Recorded data
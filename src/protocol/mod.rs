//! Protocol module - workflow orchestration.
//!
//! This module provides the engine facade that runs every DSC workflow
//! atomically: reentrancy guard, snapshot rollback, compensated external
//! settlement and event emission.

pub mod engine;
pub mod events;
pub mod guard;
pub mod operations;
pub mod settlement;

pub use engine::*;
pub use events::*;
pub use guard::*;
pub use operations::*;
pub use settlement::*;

==

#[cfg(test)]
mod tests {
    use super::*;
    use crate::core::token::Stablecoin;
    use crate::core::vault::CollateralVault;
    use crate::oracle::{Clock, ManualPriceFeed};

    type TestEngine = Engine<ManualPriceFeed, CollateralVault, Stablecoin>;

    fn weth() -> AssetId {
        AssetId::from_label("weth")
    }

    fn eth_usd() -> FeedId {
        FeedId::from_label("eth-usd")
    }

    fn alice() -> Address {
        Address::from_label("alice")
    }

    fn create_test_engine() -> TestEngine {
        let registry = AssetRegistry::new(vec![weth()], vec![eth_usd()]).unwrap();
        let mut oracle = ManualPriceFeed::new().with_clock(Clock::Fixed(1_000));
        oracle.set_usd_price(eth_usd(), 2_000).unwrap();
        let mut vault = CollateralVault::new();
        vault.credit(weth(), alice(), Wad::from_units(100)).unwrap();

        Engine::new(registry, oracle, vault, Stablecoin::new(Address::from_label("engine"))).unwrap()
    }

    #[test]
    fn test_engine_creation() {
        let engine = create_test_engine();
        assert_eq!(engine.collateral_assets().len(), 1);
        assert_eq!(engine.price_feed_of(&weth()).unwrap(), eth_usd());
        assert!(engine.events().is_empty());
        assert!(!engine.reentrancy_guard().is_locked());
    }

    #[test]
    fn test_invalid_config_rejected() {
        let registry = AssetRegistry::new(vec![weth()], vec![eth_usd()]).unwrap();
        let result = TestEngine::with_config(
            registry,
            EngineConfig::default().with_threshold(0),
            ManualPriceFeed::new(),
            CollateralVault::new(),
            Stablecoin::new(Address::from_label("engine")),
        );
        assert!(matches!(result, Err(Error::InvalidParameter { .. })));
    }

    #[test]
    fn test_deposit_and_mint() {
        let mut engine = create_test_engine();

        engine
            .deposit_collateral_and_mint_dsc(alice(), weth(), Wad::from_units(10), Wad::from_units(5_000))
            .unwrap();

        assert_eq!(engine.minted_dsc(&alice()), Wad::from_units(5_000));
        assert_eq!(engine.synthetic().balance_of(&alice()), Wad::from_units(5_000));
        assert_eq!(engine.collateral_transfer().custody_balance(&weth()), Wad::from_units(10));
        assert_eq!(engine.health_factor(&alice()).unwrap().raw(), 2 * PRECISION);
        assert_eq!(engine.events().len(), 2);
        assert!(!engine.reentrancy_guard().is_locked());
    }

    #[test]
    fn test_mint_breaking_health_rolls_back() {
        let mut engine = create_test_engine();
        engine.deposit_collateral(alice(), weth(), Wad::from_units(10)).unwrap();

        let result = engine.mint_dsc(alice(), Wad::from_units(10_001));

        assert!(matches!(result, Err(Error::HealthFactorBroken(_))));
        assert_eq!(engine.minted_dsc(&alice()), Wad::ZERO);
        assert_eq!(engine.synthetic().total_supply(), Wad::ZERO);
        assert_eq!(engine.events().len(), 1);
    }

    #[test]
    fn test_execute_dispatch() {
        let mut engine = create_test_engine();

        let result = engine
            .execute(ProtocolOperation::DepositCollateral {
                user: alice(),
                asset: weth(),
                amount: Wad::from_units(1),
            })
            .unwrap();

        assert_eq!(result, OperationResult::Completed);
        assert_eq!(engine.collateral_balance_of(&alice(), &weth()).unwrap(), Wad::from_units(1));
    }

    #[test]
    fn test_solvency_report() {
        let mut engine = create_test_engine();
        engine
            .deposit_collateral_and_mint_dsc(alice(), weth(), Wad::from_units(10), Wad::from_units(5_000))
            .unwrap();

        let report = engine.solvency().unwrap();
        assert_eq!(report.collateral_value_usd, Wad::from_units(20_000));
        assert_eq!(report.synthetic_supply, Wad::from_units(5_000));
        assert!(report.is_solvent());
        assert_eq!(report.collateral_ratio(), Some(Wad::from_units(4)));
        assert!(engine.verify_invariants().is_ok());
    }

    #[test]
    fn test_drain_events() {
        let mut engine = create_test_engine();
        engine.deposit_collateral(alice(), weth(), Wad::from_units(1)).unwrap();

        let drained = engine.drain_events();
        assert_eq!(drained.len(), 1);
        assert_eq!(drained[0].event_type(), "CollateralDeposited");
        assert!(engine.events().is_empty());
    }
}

_ACTIVITY_.
Above are the records; print exactly the lines from the line with "pub mod events;" to the line with "pub use settlement::*;", including both, and nothing else.

_WRITTEN REPLY_.
pub mod events;
pub mod guard;
pub mod operations;
pub mod settlement;

pub use engine::*;
pub use events::*;
pub use guard::*;
pub use operations::*;
pub use settlement::*;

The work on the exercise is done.